A dada altura comecei a não achar normal e perguntei se estava tudo bem. A resposta veio a seguir, da forma pouco humana que já sabem. Havia suspeita de trissomia 21 e só com análises teríamos certezas, podendo ter de esperar mais de duas semanas. 

 O meu coração parou, o mundo desabou, as lágrimas não paravam de escorrer pelo rosto. As perguntas vieram... "Como é que é possível?" "Porquê nós?". Lembro-me de pensar que não merecíamos o que nos estava a acontecer, mas a dor que sentia não era por mim, era por ela! Todos os pais desejam que os filhos sejam saudáveis e que possam ter uma vida feliz, sem dificuldades significativas. Atrevo-me a dizer que todos os casais que pretendem ter filhos perspectivam uma vida tranquila, mágica, no mínimo uma vida que corre num percurso "normal". 

As pediatras saíram 2 minutos após terem-nos dado a suspeita da trissomia e logo de seguida vem a enfermeira ensinar-nos a dar banho. Mas alguém julgava que eu estava capaz de ouvir o que quer que fosse que ela tivesse para me ensinar? Tive que lhe dizer que não conseguia. 

Ao mesmo tempo que chorava, abraçava e prometia à Francisca que ia cuidar o melhor possível dela, e que ia fazer os possíveis e impossíveis para ela ser capaz de tudo aquilo que ela quisesse...  Lembro-me de querer tanto sair dali, estar no meu canto, abraçar o Miguel, conversar do que quisesse sem ter outras pessoas que nem conhecia a ouvir.... 

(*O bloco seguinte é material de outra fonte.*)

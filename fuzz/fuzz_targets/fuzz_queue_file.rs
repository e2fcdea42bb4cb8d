//! Fuzz target: `DurableQueue` over an arbitrary existing file
//!
//! Treats the input as whatever a power cut or a bad flash left in the
//! outbox.  Opening, peeking and draining must never panic, must never
//! yield a record that was not a complete line, and must terminate.
//!
//! cargo fuzz run fuzz_queue_file

#![no_main]

use libfuzzer_sys::fuzz_target;
use tagreader::adapters::fs::MemFs;
use tagreader::queue::DurableQueue;

const PATH: &str = "/outbox.txt";

fuzz_target!(|data: &[u8]| {
    let mut fs = MemFs::new();
    fs.put(PATH, data);
    let mut queue = DurableQueue::open(fs, PATH);

    let total = queue.len().unwrap();
    let mut drained = 0;
    while let Some(head) = queue.peek().unwrap() {
        let lf = format!("{}\n", head.line());
        let crlf = format!("{}\r\n", head.line());
        let found = |n: &str| data.windows(n.len()).any(|w| w == n.as_bytes());
        assert!(found(&lf) || found(&crlf), "record must come from a complete line");
        queue.dequeue(&head).unwrap();
        drained += 1;
        assert!(drained <= total);
    }
    assert_eq!(drained, total);
    assert!(queue.is_empty().unwrap());
});
//! Output drivers, hardware initialisation, and thread helpers.

pub mod buzzer;
pub mod hw_init;
pub mod pixel_ring;
pub mod task_pin;
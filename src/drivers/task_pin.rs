//! Core-pinned thread spawning for the ESP32-S3.
//!
//! `esp_pthread_set_cfg()` applies to the *next* `pthread_create()` from the
//! calling thread, so configure-then-spawn must not interleave with other
//! thread creation on the same thread.  Off target the core and priority
//! are ignored.

use std::io;
use std::thread::{self, JoinHandle};

/// CPU cores of the ESP32-S3.
#[derive(Debug, Clone, Copy, PartialEq, Eq)]
#[repr(i32)]
pub enum Core {
    /// Core 0 (PRO_CPU): scan loop, SPI reader, flash writes.
    Pro = 0,
    /// Core 1 (APP_CPU): LED ring render and buzzer.
    App = 1,
}

/// Spawn `f` on `core` with the given FreeRTOS priority and stack.
///
/// `name` must be NUL-terminated (e.g. `"render\0"`).
#[cfg(target_os = "espidf")]
pub fn spawn_on_core(
    core: Core,
    priority: u8,
    stack_kb: usize,
    name: &'static str,
    f: impl FnOnce() + Send + 'static,
) -> io::Result<JoinHandle<()>> {
    // SAFETY: `name` is 'static and NUL-terminated; the config is consumed
    // by the spawn below on this same thread.
    let rc = unsafe {
        let mut cfg = esp_idf_sys::esp_create_default_pthread_config();
        cfg.pin_to_core = core as i32;
        cfg.prio = priority as i32;
        cfg.stack_size = (stack_kb * 1024) as i32;
        cfg.thread_name = name.as_ptr() as *const _;
        esp_idf_sys::esp_pthread_set_cfg(&cfg)
    };
    if rc != esp_idf_sys::ESP_OK as i32 {
        return Err(io::Error::other(format!("esp_pthread_set_cfg failed: {rc}")));
    }

    let display_name = name.trim_end_matches('\0');
    log::info!(
        "Spawning '{}' on {:?} (pri={}, stack={}KB)",
        display_name,
        core,
        priority,
        stack_kb
    );
    thread::Builder::new().name(display_name.into()).spawn(f)
}

#[cfg(not(target_os = "espidf"))]
pub fn spawn_on_core(
    _core: Core,
    _priority: u8,
    stack_kb: usize,
    name: &'static str,
    f: impl FnOnce() + Send + 'static,
) -> io::Result<JoinHandle<()>> {
    let display_name = name.trim_end_matches('\0');
    log::info!("Spawning '{}' (sim, stack={}KB)", display_name, stack_kb);
    thread::Builder::new()
        .name(display_name.into())
        .stack_size(stack_kb * 1024)
        .spawn(f)
}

Não contamos aos nossos pais e a quase ninguém, queríamos ter certezas para evitar que se preocupassem. Contamos a uma irmã do Miguel, à minha irmã e a uma das minhas melhores amigas. Queríamos ter certezas para evitar que se preocupassem. Foram o nosso apoio nos três dias que se seguiram, ouviram e sentiram a nossa angústia, choraram connosco.

A noite chegou, estava cansada, adormeci cedo. Passado um pouco a Enf. C., que assistiu ao parto , um anjo, veio conversar comigo, dar-me alento, contar-me exemplos que me encorajaram e dar-me um abraço. São atitudes que nunca se esquecem e que não têm preço! 

Voltei a adormecer e a resposta para a minha pergunta do "porquê eu" começava a surgir, foi porque Deus e ela nos escolheram e ambos achavam que íamos estar à altura!